What is needed
Could you set down exactly the lines of the data below, starting at the one that holds "assigned (ISO 8601)" and ending at the one that holds "the post-increment total.", both included, and only those?

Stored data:
================================

// SPDX-License-Identifier: MIT

//! Quest catalog, per-user quest assignments and the point ledger.

use serde::{Deserialize, Serialize};

/// Points per level. `level = points / POINTS_PER_LEVEL + 1`.
pub const POINTS_PER_LEVEL: u64 = 100;

/// Maximum length of completion notes.
pub const MAX_QUEST_NOTES_LEN: usize = 280;

/// Catalog quest. Read-mostly reference data.
#[derive(Debug, Clone, Serialize, Deserialize)]
pub struct Quest {
    /// Quest ID (also the document ID)
    pub id: String,
    pub category_id: String,
    pub title: String,
    pub description: String,
    pub point_value: u64,
}

/// Quest category. Read-mostly reference data.
#[derive(Debug, Clone, Serialize, Deserialize)]
pub struct QuestCategory {
    /// Category ID (also the document ID)
    pub id: String,
    pub name: String,
}

/// Assignment lifecycle status.
///
/// assigned -> completed is terminal; assigned -> expired happens when a
/// new assignment round supersedes the current one.
#[derive(Debug, Clone, Copy, PartialEq, Eq, Serialize, Deserialize)]
#[serde(rename_all = "snake_case")]
pub enum QuestStatus {
    Assigned,
    Completed,
    Expired,
}

/// A quest assigned to a user.
#[derive(Debug, Clone, Serialize, Deserialize)]
pub struct UserQuest {
    /// Assignment ID (uuid, also the document ID)
    pub id: String,
    pub user_id: String,
    pub quest_id: String,
    pub status: QuestStatus,
    /// When the quest was assigned (ISO 8601)
    pub assigned_at: String,
    /// Set on completion (ISO 8601)
    pub completed_at: Option<String>,
    pub notes: Option<String>,
}

/// Per-user, per-category point accumulation.
///
/// Document ID: `{user_id}_{category_id}`. The level formula holds after
/// every write, not just at display time.
#[derive(Debug, Clone, Serialize, Deserialize)]
pub struct UserStat {
    pub user_id: String,
    pub category_id: String,
    pub points: u64,
    pub level: u32,
    /// Last update timestamp (ISO 8601)
    pub updated_at: String,
}

/// Level derived from total points.
pub fn level_for_points(points: u64) -> u32 {
    (points / POINTS_PER_LEVEL) as u32 + 1
}

impl UserStat {
    /// Fresh stat row with zero points (level 1).
    pub fn new(user_id: &str, category_id: &str, now: &str) -> Self {
        Self {
            user_id: user_id.to_string(),
            category_id: category_id.to_string(),
            points: 0,
            level: 1,
            updated_at: now.to_string(),
        }
    }

    pub fn doc_id(user_id: &str, category_id: &str) -> String {
        format!("{}_{}", user_id, category_id)
    }

    /// Add points and recompute the level from the post-increment total.
    pub fn award_points(&mut self, points: u64, now: &str) {
        self.points += points;
        self.level = level_for_points(self.points);
        self.updated_at = now.to_string();
    }
}

#[cfg(test)]
mod tests {
    use super::*;

    #[test]
    fn level_formula() {
        assert_eq!(level_for_points(0), 1);
        assert_eq!(level_for_points(99), 1);
        assert_eq!(level_for_points(100), 2);
        assert_eq!(level_for_points(150), 2);
        assert_eq!(level_for_points(210), 3);
        assert_eq!(level_for_points(1000), 11);
    }

    #[test]
    fn award_points_keeps_level_invariant() {
        let mut stat = UserStat::new("u1", "cat1", "2024-03-01T00:00:00Z");
        stat.points = 100;
        stat.level = 2;

        stat.award_points(50, "2024-03-01T01:00:00Z");
        assert_eq!(stat.points, 150);
        assert_eq!(stat.level, 2);

        stat.award_points(60, "2024-03-01T02:00:00Z");
        assert_eq!(stat.points, 210);
        assert_eq!(stat.level, 3);
        assert_eq!(stat.level, level_for_points(stat.points));
    }

    #[test]
    fn new_stat_starts_at_level_one() {
        let stat = UserStat::new("u1", "cat1", "now");
        assert_eq!(stat.points, 0);
        assert_eq!(stat.level, 1);
    }
}
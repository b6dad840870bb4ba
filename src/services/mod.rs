// SPDX-License-Identifier: MIT

//! Services module - business logic layer.

pub mod challenges;
pub mod leaderboard;
pub mod notifier;
pub mod performance;
pub mod quests;
pub mod recognition;

pub use challenges::ChallengeService;
pub use notifier::{NotificationEvent, NotificationKind, NotifierService};
pub use performance::PerformanceService;
pub use quests::QuestService;
pub use recognition::RecognitionService;
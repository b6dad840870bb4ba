// SPDX-License-Identifier: MIT

//! Data models for the application.

pub mod challenge;
pub mod metrics;
pub mod quest;
pub mod recognition;
pub mod user;

pub use challenge::{
    Challenge, ChallengeMilestone, ChallengeParticipant, ChallengeType, ParticipantStatus,
    ProgressEntry,
};
pub use metrics::{JournalEntry, PerformanceMetric};
pub use quest::{Quest, QuestCategory, QuestStatus, UserQuest, UserStat};
pub use recognition::{
    InteractionType, Recognition, RecognitionInteraction, RecognitionQuota, RecognitionType,
};
pub use user::User;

================================

Exercise output
    /// When the quest was assigned (ISO 8601)
    pub assigned_at: String,
    /// Set on completion (ISO 8601)
    pub completed_at: Option<String>,
    pub notes: Option<String>,
}

/// Per-user, per-category point accumulation.
///
/// Document ID: `{user_id}_{category_id}`. The level formula holds after
/// every write, not just at display time.
#[derive(Debug, Clone, Serialize, Deserialize)]
pub struct UserStat {
    pub user_id: String,
    pub category_id: String,
    pub points: u64,
    pub level: u32,
    /// Last update timestamp (ISO 8601)
    pub updated_at: String,
}

/// Level derived from total points.
pub fn level_for_points(points: u64) -> u32 {
    (points / POINTS_PER_LEVEL) as u32 + 1
}

impl UserStat {
    /// Fresh stat row with zero points (level 1).
    pub fn new(user_id: &str, category_id: &str, now: &str) -> Self {
        Self {
            user_id: user_id.to_string(),
            category_id: category_id.to_string(),
            points: 0,
            level: 1,
            updated_at: now.to_string(),
        }
    }

    pub fn doc_id(user_id: &str, category_id: &str) -> String {
        format!("{}_{}", user_id, category_id)
    }

    /// Add points and recompute the level from the post-increment total.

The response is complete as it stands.